• [Activity]:
Among the entries, which lines carry the string "condition"? Copy each of them.

Saved data entries:

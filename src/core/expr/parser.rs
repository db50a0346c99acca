//! Recursive-descent parser.
//!
//! Precedence, lowest first: `? :`, `||`, `&&`, relations
//! (`== != < <= > >= in`), `+ -`, `* / %`, unary `! -`, then member
//! access, calls and indexing.

use super::lexer::Token;

#[derive(Debug, Clone, PartialEq)]
pub(crate) enum Literal {
    Null,
    Bool(bool),
    Int(i64),
    Float(f64),
    Str(String),
}

#[derive(Debug, Clone, Copy, PartialEq, Eq)]
pub(crate) enum UnaryOp {
    Not,
    Neg,
}

#[derive(Debug, Clone, Copy, PartialEq, Eq)]
pub(crate) enum BinaryOp {
    Or,
    And,
    Eq,
    Ne,
    Lt,
    Le,
    Gt,
    Ge,
    In,
    Add,
    Sub,
    Mul,
    Div,
    Rem,
}

#[derive(Debug, Clone, PartialEq)]
pub(crate) enum Expr {
    Literal(Literal),
    Ident(String),
    List(Vec<Expr>),
    Unary(UnaryOp, Box<Expr>),
    Binary(BinaryOp, Box<Expr>, Box<Expr>),
    Ternary(Box<Expr>, Box<Expr>, Box<Expr>),
    Member(Box<Expr>, String),
    Call(Box<Expr>, String, Vec<Expr>),
    Index(Box<Expr>, Box<Expr>),
}

/// Parse a full token stream into one expression.
pub(crate) fn parse(tokens: Vec<Token>) -> Result<Expr, String> {
    let mut parser = Parser { tokens, pos: 0 };
    let expr = parser.expression()?;
    match parser.peek() {
        None => Ok(expr),
        Some(token) => Err(format!("unexpected token '{}'", token)),
    }
}

struct Parser {
    tokens: Vec<Token>,
    pos: usize,
}

impl Parser {
    fn peek(&self) -> Option<&Token> {
        self.tokens.get(self.pos)
    }

    fn eat(&mut self, token: &Token) -> bool {
        if self.peek() == Some(token) {
            self.pos += 1;
            true
        } else {
            false
        }
    }

    fn expect(&mut self, token: &Token) -> Result<(), String> {
        if self.eat(token) {
            return Ok(());
        }
        match self.peek() {
            Some(found) => Err(format!("expected '{}', found '{}'", token, found)),
            None => Err(format!("expected '{}', found end of input", token)),
        }
    }

    fn expression(&mut self) -> Result<Expr, String> {
        let condition = self.or()?;
        if !self.eat(&Token::Question) {
            return Ok(condition);
        }
        let then = self.expression()?;
        self.expect(&Token::Colon)?;
        let otherwise = self.expression()?;
        Ok(Expr::Ternary(
            Box::new(condition),
            Box::new(then),
            Box::new(otherwise),
        ))
    }

    fn or(&mut self) -> Result<Expr, String> {
        let mut left = self.and()?;
        while self.eat(&Token::Or) {
            let right = self.and()?;
            left = Expr::Binary(BinaryOp::Or, Box::new(left), Box::new(right));
        }
        Ok(left)
    }

    fn and(&mut self) -> Result<Expr, String> {
        let mut left = self.relation()?;
        while self.eat(&Token::And) {
            let right = self.relation()?;
            left = Expr::Binary(BinaryOp::And, Box::new(left), Box::new(right));
        }
        Ok(left)
    }

    fn relation(&mut self) -> Result<Expr, String> {
        let mut left = self.additive()?;
        loop {
            let op = match self.peek() {
                Some(Token::Eq) => BinaryOp::Eq,
                Some(Token::Ne) => BinaryOp::Ne,
                Some(Token::Lt) => BinaryOp::Lt,
                Some(Token::Le) => BinaryOp::Le,
                Some(Token::Gt) => BinaryOp::Gt,
                Some(Token::Ge) => BinaryOp::Ge,
                Some(Token::In) => BinaryOp::In,
                _ => return Ok(left),
            };
            self.pos += 1;
            let right = self.additive()?;
            left = Expr::Binary(op, Box::new(left), Box::new(right));
        }
    }

    fn additive(&mut self) -> Result<Expr, String> {
        let mut left = self.multiplicative()?;
        loop {
            let op = match self.peek() {
                Some(Token::Plus) => BinaryOp::Add,
                Some(Token::Minus) => BinaryOp::Sub,
                _ => return Ok(left),
            };
            self.pos += 1;
            let right = self.multiplicative()?;
            left = Expr::Binary(op, Box::new(left), Box::new(right));
        }
    }

    fn multiplicative(&mut self) -> Result<Expr, String> {
        let mut left = self.unary()?;
        loop {
            let op = match self.peek() {
                Some(Token::Star) => BinaryOp::Mul,
                Some(Token::Slash) => BinaryOp::Div,
                Some(Token::Percent) => BinaryOp::Rem,
                _ => return Ok(left),
            };
            self.pos += 1;
            let right = self.unary()?;
            left = Expr::Binary(op, Box::new(left), Box::new(right));
        }
    }

    fn unary(&mut self) -> Result<Expr, String> {
        if self.eat(&Token::Not) {
            return Ok(Expr::Unary(UnaryOp::Not, Box::new(self.unary()?)));
        }
        if self.eat(&Token::Minus) {
            return Ok(Expr::Unary(UnaryOp::Neg, Box::new(self.unary()?)));
        }
        self.member()
    }

    fn member(&mut self) -> Result<Expr, String> {
        let mut expr = self.primary()?;
        loop {
            if self.eat(&Token::Dot) {
                let name = match self.tokens.get(self.pos).cloned() {
                    Some(Token::Ident(name)) => name,
                    Some(other) => return Err(format!("expected field name, found '{}'", other)),
                    None => return Err("expected field name, found end of input".to_string()),
                };
                self.pos += 1;
                expr = if self.eat(&Token::LParen) {
                    let args = self.arguments(&Token::RParen)?;
                    Expr::Call(Box::new(expr), name, args)
                } else {
                    Expr::Member(Box::new(expr), name)
                };
            } else if self.eat(&Token::LBracket) {
                let index = self.expression()?;
                self.expect(&Token::RBracket)?;
                expr = Expr::Index(Box::new(expr), Box::new(index));
            } else {
                return Ok(expr);
            }
        }
    }

    fn primary(&mut self) -> Result<Expr, String> {
        let token = self
            .tokens
            .get(self.pos)
            .cloned()
            .ok_or_else(|| "unexpected end of input".to_string())?;
        self.pos += 1;

        Ok(match token {
            Token::Null => Expr::Literal(Literal::Null),
            Token::True => Expr::Literal(Literal::Bool(true)),
            Token::False => Expr::Literal(Literal::Bool(false)),
            Token::Int(n) => Expr::Literal(Literal::Int(n)),
            Token::Float(n) => Expr::Literal(Literal::Float(n)),
            Token::Str(s) => Expr::Literal(Literal::Str(s)),
            Token::Ident(name) => Expr::Ident(name),
            Token::LParen => {
                let inner = self.expression()?;
                self.expect(&Token::RParen)?;
                inner
            }
            Token::LBracket => Expr::List(self.arguments(&Token::RBracket)?),
            other => return Err(format!("unexpected token '{}'", other)),
        })
    }

    /// Comma-separated expressions up to `close`, which is consumed.
    fn arguments(&mut self, close: &Token) -> Result<Vec<Expr>, String> {
        let mut args = Vec::new();
        if self.eat(close) {
            return Ok(args);
        }
        loop {
            args.push(self.expression()?);
            if self.eat(close) {
                return Ok(args);
            }
            self.expect(&Token::Comma)?;
        }
    }
}

#[cfg(test)]
mod tests {
    use super::super::lexer::tokenize;
    use super::*;

    fn ast(source: &str) -> Expr {
        parse(tokenize(source).unwrap()).unwrap()
    }

    #[test]
    fn test_precedence() {
        let expr = ast("a || b && c");
        match expr {
            Expr::Binary(BinaryOp::Or, _, right) => {
                assert!(matches!(*right, Expr::Binary(BinaryOp::And, _, _)))
            }
            other => panic!("unexpected ast: {other:?}"),
        }
    }

    #[test]
    fn test_method_chain() {
        let expr = ast(r#"p.secret("k").is_base64()"#);
        match expr {
            Expr::Call(target, method, args) => {
                assert_eq!(method, "is_base64");
                assert!(args.is_empty());
                assert!(matches!(*target, Expr::Call(_, ref m, _) if m == "secret"));
            }
            other => panic!("unexpected ast: {other:?}"),
        }
    }

    #[test]
    fn test_ternary_and_lists() {
        let expr = ast(r#"p.name in ["a", "b"] ? 1 : -2"#);
        assert!(matches!(expr, Expr::Ternary(_, _, _)));
    }

    #[test]
    fn test_index() {
        let expr = ast(r#"p.labels["tier"] == "front""#);
        assert!(matches!(expr, Expr::Binary(BinaryOp::Eq, _, _)));
    }

    #[test]
    fn test_errors() {
        for source in ["p.", "(a", "a b", "[1, 2", "p.has_secret(", "&&"] {
            let result = tokenize(source).and_then(parse);
            assert!(result.is_err(), "{source} should not parse");
        }
    }
}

• [Result]:
        let condition = self.or()?;
            return Ok(condition);
            Box::new(condition),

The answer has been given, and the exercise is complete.